[Stored records]

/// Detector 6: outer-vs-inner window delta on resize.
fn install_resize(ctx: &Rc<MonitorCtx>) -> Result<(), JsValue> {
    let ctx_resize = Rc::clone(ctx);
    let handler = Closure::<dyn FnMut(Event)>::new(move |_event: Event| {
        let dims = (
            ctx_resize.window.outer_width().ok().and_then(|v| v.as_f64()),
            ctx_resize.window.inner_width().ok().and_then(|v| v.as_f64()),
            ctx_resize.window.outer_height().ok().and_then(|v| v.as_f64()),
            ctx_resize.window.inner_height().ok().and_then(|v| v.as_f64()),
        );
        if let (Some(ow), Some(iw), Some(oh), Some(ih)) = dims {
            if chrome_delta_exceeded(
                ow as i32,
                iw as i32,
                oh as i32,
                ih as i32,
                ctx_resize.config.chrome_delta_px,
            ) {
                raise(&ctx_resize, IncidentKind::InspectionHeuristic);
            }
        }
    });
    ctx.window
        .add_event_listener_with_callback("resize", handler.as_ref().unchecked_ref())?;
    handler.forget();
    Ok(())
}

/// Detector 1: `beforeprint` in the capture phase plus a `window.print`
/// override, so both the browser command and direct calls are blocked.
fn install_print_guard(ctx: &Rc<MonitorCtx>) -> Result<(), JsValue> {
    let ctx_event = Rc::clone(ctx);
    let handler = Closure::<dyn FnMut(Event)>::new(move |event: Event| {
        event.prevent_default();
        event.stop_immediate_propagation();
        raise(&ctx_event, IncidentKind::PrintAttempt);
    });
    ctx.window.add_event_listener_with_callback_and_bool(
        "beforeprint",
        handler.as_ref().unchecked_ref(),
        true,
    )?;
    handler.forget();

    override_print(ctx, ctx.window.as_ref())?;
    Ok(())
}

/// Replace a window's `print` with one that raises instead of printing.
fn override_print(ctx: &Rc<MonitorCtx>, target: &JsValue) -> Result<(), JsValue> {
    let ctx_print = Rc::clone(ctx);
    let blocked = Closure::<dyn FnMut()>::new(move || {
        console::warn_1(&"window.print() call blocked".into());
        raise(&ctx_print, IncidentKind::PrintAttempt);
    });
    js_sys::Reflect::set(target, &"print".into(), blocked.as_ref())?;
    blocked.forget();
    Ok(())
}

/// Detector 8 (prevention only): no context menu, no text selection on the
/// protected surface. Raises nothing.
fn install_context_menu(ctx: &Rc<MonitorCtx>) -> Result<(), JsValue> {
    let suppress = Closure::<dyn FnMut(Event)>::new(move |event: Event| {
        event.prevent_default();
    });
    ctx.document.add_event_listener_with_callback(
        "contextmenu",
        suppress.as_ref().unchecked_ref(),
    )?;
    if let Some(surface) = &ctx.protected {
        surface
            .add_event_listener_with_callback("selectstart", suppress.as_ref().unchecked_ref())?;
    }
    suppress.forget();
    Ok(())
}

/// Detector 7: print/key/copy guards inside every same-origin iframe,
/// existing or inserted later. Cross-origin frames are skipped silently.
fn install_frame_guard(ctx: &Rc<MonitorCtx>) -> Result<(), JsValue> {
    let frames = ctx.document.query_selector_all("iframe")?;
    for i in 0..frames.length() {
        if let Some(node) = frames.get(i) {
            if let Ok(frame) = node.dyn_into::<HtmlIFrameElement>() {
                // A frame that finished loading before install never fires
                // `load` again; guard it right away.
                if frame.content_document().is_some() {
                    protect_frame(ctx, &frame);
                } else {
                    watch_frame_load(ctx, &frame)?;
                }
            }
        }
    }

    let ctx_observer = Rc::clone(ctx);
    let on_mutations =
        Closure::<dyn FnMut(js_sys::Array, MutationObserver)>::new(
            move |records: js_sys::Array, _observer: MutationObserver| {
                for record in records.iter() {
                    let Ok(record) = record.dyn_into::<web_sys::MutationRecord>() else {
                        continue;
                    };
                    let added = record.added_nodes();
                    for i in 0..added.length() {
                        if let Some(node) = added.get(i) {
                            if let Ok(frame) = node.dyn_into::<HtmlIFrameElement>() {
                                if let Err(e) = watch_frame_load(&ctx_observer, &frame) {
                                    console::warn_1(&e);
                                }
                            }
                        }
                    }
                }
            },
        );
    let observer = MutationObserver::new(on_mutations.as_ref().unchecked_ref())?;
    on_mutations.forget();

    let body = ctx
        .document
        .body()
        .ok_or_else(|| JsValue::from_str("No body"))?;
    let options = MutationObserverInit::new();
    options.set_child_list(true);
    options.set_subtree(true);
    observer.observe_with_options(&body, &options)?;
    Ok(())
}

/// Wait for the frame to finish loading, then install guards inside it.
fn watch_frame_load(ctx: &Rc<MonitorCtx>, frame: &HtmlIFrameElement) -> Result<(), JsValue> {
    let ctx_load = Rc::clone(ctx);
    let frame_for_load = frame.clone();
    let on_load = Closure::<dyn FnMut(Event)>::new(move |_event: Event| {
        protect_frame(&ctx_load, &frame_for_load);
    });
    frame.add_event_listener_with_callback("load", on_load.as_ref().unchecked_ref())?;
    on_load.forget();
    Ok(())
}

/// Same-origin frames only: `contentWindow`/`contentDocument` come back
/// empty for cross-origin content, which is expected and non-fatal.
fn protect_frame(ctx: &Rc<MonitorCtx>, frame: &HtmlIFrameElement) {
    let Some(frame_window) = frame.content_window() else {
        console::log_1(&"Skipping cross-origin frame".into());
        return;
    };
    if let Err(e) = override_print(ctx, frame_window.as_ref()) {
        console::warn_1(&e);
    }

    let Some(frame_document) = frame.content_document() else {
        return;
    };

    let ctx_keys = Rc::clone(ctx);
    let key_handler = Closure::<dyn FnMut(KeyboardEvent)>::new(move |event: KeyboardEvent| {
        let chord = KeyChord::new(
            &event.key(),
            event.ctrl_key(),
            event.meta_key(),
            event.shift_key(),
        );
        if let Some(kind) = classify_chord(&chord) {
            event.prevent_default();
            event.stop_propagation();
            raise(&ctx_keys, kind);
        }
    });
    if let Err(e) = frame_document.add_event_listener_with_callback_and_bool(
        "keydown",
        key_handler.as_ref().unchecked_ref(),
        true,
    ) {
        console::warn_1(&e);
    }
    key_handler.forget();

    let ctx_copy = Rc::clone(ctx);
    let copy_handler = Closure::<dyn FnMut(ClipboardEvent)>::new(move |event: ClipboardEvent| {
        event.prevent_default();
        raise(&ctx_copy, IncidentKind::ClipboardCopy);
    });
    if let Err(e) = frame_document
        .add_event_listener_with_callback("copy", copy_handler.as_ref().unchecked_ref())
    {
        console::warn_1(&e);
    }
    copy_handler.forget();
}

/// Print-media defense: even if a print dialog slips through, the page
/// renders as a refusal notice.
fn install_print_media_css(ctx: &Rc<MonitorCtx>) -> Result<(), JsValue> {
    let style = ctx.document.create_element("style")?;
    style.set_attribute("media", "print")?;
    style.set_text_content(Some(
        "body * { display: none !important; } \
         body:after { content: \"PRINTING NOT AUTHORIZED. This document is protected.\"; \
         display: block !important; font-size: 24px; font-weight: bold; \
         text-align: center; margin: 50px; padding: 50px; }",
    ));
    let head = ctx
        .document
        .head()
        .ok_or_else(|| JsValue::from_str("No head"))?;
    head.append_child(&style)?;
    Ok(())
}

==

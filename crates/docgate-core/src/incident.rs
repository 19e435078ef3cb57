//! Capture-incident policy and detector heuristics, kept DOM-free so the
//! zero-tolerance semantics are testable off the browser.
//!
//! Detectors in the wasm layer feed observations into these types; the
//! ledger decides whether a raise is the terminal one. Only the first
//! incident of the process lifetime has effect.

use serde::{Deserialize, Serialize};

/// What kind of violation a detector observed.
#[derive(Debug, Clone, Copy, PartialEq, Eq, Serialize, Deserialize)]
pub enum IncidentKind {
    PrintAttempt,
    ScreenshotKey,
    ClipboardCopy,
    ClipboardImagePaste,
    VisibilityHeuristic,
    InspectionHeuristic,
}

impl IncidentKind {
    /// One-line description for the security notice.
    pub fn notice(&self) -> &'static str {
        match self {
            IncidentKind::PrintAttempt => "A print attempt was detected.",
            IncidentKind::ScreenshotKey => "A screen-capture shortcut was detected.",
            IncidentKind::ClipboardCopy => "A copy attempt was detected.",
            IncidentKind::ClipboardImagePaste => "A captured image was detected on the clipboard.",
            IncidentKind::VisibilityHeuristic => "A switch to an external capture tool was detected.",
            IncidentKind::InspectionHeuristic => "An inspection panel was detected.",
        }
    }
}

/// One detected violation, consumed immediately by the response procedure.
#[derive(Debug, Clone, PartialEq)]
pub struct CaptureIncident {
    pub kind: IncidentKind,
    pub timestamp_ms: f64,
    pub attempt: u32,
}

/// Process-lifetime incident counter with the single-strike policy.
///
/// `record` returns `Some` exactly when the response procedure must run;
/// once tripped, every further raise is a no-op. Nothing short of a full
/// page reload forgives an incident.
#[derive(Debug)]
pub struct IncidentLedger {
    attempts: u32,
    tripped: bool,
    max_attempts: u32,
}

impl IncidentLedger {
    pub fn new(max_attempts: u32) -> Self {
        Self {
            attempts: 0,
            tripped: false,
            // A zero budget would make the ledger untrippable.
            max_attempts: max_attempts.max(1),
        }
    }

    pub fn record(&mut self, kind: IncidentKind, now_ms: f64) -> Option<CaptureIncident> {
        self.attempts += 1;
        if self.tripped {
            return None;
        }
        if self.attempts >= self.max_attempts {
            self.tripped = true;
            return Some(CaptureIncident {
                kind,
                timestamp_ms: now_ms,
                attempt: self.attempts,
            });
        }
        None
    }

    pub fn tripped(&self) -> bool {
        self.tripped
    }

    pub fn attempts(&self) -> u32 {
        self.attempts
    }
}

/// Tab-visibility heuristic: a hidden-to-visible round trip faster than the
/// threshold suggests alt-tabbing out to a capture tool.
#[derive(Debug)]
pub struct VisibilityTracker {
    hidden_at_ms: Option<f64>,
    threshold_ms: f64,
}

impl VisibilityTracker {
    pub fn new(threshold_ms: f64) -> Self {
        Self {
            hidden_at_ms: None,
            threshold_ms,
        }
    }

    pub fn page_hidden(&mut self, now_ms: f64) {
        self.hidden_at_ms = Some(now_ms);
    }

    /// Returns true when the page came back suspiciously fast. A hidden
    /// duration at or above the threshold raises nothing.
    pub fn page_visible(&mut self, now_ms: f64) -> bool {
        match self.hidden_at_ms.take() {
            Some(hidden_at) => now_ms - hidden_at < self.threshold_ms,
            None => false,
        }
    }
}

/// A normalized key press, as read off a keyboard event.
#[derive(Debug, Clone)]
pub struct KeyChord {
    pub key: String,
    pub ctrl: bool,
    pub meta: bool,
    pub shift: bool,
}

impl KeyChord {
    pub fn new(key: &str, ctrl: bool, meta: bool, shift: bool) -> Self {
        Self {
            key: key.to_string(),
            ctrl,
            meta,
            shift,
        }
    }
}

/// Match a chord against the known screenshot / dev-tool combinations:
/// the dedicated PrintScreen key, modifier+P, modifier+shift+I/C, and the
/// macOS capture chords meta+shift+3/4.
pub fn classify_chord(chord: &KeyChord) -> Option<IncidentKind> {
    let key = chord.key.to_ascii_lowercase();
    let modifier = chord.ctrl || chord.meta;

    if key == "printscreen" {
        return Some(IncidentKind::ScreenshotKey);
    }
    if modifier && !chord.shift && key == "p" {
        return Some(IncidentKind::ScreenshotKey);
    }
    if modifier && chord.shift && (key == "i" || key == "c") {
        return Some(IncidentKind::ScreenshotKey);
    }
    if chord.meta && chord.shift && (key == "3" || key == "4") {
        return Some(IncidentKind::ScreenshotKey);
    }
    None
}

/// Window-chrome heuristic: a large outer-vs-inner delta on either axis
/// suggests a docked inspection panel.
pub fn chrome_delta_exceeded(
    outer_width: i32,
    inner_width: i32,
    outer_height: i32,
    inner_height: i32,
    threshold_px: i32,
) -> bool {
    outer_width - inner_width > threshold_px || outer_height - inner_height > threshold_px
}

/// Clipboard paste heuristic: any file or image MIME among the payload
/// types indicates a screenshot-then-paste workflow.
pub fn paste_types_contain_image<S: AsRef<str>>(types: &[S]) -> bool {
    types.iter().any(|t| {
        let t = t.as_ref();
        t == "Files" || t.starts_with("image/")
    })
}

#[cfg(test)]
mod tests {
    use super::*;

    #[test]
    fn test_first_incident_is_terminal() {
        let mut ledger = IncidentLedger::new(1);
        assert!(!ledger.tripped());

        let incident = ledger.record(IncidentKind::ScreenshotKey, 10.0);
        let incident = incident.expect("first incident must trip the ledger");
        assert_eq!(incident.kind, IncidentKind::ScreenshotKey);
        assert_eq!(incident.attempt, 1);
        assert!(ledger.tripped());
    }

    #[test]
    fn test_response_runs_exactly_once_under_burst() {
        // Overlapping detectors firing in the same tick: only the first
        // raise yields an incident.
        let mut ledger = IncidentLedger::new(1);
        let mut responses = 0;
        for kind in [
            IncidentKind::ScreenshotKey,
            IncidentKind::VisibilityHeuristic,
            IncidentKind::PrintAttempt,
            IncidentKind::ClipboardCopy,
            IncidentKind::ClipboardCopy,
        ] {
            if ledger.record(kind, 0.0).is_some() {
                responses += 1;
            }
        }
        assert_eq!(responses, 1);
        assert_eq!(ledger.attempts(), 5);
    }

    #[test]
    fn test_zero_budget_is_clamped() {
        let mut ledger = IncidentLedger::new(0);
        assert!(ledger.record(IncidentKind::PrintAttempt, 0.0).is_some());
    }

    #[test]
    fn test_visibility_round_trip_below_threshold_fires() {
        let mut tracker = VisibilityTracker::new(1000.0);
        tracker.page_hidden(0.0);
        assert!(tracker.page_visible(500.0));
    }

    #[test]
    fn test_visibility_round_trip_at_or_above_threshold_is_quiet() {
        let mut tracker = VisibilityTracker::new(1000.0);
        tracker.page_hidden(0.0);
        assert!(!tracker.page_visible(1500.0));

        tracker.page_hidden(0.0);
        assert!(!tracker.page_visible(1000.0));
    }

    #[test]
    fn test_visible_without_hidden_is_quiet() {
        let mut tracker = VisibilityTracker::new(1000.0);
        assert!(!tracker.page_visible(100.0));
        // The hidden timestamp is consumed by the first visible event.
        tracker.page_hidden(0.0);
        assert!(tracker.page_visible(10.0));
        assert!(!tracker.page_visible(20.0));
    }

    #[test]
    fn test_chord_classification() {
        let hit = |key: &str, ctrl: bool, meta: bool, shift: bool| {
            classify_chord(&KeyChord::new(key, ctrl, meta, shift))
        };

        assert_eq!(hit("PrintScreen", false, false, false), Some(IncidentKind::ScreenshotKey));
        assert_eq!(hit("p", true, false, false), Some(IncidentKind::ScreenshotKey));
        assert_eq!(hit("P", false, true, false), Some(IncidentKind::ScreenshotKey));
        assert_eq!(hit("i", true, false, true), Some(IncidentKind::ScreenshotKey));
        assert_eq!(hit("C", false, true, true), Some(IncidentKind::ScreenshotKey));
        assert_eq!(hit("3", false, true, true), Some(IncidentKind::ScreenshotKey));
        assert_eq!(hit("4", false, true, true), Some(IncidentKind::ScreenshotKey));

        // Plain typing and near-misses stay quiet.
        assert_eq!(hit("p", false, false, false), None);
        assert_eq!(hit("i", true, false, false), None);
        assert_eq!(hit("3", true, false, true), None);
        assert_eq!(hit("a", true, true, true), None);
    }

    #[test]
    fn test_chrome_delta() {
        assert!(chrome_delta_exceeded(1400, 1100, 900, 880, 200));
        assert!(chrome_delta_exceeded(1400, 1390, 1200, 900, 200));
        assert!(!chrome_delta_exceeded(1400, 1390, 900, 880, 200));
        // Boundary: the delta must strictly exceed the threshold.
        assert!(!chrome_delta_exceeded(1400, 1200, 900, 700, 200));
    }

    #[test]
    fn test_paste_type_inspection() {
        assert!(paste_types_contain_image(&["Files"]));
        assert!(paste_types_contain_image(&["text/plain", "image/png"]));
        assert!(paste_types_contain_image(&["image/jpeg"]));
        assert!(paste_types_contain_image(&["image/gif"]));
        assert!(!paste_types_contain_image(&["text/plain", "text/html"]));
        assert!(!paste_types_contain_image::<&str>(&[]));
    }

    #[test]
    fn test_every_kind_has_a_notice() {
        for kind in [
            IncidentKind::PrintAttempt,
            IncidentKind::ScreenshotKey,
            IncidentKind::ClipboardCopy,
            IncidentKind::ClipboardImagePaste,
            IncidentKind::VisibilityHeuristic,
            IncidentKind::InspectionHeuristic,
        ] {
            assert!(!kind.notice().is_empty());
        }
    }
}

---

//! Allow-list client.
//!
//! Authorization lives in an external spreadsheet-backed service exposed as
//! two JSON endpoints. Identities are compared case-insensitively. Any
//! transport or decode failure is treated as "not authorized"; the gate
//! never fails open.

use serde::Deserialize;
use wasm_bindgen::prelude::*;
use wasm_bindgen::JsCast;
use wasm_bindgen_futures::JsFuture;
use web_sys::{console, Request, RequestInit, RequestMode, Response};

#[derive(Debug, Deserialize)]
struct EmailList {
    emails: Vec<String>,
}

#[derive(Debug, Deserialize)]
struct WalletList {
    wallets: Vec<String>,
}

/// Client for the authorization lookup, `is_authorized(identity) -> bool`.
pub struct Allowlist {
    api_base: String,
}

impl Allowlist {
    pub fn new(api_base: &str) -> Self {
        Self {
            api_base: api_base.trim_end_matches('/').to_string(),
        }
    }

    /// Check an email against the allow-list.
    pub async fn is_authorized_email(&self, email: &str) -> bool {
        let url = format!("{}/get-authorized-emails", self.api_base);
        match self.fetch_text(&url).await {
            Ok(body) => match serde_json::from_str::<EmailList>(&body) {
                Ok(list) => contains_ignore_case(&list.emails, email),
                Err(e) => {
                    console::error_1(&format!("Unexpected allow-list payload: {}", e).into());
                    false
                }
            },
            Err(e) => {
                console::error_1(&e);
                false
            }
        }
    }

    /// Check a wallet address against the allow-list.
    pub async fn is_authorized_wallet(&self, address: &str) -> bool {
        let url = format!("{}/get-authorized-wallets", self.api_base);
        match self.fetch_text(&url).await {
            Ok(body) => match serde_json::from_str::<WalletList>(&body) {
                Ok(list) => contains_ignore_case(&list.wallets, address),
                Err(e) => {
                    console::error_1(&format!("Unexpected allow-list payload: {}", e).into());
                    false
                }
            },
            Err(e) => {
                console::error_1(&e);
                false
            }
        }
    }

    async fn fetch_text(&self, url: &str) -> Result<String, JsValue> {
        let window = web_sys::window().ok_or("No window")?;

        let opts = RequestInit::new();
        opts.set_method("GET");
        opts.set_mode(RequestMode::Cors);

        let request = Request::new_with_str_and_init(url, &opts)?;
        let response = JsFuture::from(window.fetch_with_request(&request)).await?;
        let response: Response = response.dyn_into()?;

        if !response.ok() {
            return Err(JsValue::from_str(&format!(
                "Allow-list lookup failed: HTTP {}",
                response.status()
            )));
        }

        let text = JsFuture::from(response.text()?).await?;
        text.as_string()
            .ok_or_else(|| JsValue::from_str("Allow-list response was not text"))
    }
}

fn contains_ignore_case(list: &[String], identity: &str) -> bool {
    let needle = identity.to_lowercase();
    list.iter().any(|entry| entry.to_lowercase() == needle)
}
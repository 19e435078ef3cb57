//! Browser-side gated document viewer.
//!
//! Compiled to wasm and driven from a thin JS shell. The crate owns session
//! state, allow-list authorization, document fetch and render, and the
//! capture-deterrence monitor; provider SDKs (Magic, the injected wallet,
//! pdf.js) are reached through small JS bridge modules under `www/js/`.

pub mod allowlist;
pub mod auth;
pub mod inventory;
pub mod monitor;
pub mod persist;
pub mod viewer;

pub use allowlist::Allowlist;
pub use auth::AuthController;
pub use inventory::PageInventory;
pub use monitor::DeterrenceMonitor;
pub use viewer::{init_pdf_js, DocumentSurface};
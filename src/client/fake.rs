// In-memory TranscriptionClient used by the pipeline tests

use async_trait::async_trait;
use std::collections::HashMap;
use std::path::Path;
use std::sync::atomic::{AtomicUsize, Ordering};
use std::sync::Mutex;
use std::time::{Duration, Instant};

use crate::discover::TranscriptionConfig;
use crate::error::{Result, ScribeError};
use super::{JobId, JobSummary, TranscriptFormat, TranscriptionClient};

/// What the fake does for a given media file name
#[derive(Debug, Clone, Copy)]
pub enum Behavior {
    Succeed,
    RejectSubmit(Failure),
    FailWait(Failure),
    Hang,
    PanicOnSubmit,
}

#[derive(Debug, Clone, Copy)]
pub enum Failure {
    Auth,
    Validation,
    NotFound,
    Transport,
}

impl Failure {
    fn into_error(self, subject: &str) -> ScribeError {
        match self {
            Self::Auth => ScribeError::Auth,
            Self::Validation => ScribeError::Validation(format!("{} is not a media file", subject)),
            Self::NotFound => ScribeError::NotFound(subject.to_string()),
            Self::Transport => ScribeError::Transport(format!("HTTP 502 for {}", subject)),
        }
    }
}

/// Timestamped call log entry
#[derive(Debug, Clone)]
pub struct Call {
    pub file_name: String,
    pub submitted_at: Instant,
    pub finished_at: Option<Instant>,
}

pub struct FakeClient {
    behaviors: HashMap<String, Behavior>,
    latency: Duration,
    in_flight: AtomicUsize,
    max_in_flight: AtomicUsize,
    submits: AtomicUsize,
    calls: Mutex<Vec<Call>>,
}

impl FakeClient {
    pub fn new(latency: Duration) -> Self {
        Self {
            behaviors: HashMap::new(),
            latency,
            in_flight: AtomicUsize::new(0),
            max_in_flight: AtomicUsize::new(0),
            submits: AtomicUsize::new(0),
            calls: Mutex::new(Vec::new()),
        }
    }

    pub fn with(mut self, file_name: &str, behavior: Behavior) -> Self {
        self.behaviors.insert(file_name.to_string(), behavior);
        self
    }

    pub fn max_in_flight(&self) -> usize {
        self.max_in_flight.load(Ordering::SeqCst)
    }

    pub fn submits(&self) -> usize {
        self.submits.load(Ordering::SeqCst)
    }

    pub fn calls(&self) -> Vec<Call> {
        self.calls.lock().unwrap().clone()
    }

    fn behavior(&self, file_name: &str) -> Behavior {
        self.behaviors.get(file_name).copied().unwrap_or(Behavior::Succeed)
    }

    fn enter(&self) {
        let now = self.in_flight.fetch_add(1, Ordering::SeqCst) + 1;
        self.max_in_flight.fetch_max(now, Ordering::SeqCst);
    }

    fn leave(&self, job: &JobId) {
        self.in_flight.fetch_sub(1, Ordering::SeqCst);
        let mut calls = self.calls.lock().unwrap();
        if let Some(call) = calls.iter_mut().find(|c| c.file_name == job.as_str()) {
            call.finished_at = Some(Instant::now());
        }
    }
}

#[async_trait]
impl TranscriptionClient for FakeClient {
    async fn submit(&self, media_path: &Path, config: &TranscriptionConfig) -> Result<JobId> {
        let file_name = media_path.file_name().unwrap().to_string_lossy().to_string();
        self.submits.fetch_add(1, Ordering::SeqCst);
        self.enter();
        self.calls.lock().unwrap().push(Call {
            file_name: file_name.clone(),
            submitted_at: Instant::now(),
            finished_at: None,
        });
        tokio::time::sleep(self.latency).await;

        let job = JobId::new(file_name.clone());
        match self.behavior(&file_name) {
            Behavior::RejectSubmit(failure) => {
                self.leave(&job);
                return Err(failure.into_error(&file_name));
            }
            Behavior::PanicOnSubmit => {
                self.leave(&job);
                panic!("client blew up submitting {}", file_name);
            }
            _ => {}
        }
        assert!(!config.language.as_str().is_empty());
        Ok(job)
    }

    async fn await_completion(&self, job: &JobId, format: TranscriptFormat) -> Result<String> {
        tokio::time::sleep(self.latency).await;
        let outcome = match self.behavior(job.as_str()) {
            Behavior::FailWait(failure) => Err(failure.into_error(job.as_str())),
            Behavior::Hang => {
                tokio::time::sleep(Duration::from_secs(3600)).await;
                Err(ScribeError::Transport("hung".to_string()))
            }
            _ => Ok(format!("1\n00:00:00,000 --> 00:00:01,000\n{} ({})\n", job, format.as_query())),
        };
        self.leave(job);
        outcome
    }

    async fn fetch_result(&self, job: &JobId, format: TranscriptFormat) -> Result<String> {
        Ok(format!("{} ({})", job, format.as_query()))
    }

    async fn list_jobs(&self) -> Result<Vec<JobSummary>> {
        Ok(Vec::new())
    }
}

▶ WHAT YOU WILL DO: How many lines of the entries above contain the word "super"? Give the number alone.

▶ ANSWER SPACE: 2